Assignment:
Your job is to set down the stretch of entries that opens with the line containing "#[cfg(test)]" and closes with the line containing "assert_eq!(error.operation, RepositoryOperation::SaveChanges);". Keep both end lines, copy each exactly, and add nothing.

Supplied records:
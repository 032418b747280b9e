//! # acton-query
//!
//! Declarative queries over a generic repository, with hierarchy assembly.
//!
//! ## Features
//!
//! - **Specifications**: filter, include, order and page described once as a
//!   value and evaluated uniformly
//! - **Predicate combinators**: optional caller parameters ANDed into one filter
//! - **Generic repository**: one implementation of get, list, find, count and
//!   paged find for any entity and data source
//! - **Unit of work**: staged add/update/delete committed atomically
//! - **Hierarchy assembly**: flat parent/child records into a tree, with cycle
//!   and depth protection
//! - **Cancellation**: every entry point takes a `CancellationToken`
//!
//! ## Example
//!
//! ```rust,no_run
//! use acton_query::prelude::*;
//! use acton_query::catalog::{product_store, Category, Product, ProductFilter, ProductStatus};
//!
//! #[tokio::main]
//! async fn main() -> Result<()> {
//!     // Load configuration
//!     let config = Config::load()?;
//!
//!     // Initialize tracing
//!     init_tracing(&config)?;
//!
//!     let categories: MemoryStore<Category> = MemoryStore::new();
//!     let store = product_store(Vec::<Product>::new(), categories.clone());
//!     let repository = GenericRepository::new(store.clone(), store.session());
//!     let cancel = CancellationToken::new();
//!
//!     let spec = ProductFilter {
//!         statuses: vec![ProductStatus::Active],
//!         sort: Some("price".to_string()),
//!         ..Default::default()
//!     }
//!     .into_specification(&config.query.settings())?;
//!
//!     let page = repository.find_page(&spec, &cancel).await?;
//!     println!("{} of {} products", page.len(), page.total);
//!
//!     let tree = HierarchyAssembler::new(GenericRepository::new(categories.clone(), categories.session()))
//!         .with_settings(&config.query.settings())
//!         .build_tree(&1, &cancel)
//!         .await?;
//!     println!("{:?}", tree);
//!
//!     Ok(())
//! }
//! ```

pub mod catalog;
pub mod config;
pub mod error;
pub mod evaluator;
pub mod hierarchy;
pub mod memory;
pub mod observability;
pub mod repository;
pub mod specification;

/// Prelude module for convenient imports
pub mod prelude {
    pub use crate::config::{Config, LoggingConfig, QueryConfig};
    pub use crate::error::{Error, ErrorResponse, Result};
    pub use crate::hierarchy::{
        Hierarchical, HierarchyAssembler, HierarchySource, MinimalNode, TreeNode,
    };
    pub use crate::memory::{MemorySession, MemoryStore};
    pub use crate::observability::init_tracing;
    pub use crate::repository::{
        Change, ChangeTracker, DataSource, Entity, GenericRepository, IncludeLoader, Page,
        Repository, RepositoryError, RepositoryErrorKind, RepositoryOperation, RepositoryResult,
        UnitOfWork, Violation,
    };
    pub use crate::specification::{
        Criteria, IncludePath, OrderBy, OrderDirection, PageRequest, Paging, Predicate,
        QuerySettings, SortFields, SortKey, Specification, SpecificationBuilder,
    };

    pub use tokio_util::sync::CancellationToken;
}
...
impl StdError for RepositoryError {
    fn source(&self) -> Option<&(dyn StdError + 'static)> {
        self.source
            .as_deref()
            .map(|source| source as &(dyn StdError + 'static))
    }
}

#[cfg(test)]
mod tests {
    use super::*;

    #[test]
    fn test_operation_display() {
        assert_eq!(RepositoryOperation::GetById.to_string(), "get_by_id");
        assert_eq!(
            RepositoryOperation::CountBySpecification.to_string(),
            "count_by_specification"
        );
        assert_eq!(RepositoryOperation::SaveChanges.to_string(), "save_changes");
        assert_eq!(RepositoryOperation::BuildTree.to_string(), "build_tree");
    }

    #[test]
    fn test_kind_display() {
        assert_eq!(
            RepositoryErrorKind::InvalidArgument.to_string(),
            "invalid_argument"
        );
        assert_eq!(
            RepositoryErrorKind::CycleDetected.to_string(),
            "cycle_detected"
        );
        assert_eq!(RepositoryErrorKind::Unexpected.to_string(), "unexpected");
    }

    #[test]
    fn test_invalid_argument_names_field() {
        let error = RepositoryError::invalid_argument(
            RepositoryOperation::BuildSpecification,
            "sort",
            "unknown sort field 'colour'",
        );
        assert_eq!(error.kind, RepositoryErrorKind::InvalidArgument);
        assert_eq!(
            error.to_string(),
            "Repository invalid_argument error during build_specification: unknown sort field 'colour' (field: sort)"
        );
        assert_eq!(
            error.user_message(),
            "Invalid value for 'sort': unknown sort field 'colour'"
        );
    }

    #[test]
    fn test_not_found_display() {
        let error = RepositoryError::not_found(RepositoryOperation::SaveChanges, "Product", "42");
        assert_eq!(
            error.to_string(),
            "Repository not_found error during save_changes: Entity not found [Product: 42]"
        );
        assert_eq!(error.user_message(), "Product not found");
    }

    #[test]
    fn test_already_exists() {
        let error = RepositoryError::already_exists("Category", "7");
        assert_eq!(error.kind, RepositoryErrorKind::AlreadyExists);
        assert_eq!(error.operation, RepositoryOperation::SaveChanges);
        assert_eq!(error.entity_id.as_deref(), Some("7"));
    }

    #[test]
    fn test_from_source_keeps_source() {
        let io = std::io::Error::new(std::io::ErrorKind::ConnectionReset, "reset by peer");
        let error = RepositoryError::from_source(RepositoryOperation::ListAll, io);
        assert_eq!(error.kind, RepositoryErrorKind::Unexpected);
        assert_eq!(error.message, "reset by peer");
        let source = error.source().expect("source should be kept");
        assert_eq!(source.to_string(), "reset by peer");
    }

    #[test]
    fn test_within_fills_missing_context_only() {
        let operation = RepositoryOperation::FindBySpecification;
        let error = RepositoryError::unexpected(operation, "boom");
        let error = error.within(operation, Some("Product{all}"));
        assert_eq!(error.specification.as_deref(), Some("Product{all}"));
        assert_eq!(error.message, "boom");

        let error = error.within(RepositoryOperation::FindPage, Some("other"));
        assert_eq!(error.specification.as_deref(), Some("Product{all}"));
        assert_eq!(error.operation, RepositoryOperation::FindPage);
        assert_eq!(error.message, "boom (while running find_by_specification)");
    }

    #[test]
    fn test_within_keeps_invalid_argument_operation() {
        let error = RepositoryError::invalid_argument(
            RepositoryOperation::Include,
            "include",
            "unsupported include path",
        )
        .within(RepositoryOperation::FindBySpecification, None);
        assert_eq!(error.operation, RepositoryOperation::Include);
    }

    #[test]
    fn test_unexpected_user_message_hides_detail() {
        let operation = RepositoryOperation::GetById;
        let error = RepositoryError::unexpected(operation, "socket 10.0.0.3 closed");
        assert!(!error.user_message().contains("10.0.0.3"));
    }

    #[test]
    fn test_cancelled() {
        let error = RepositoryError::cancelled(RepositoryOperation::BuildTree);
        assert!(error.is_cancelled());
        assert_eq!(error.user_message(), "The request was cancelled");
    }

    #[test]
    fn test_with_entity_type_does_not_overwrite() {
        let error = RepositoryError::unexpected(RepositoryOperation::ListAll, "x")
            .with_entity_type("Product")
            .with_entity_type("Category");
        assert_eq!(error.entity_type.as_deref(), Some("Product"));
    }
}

Task output:
#[cfg(test)]
mod tests {
    use super::*;

    #[test]
    fn test_operation_display() {
        assert_eq!(RepositoryOperation::GetById.to_string(), "get_by_id");
        assert_eq!(
            RepositoryOperation::CountBySpecification.to_string(),
            "count_by_specification"
        );
        assert_eq!(RepositoryOperation::SaveChanges.to_string(), "save_changes");
        assert_eq!(RepositoryOperation::BuildTree.to_string(), "build_tree");
    }

    #[test]
    fn test_kind_display() {
        assert_eq!(
            RepositoryErrorKind::InvalidArgument.to_string(),
            "invalid_argument"
        );
        assert_eq!(
            RepositoryErrorKind::CycleDetected.to_string(),
            "cycle_detected"
        );
        assert_eq!(RepositoryErrorKind::Unexpected.to_string(), "unexpected");
    }

    #[test]
    fn test_invalid_argument_names_field() {
        let error = RepositoryError::invalid_argument(
            RepositoryOperation::BuildSpecification,
            "sort",
            "unknown sort field 'colour'",
        );
        assert_eq!(error.kind, RepositoryErrorKind::InvalidArgument);
        assert_eq!(
            error.to_string(),
            "Repository invalid_argument error during build_specification: unknown sort field 'colour' (field: sort)"
        );
        assert_eq!(
            error.user_message(),
            "Invalid value for 'sort': unknown sort field 'colour'"
        );
    }

    #[test]
    fn test_not_found_display() {
        let error = RepositoryError::not_found(RepositoryOperation::SaveChanges, "Product", "42");
        assert_eq!(
            error.to_string(),
            "Repository not_found error during save_changes: Entity not found [Product: 42]"
        );
        assert_eq!(error.user_message(), "Product not found");
    }

    #[test]
    fn test_already_exists() {
        let error = RepositoryError::already_exists("Category", "7");
        assert_eq!(error.kind, RepositoryErrorKind::AlreadyExists);
        assert_eq!(error.operation, RepositoryOperation::SaveChanges);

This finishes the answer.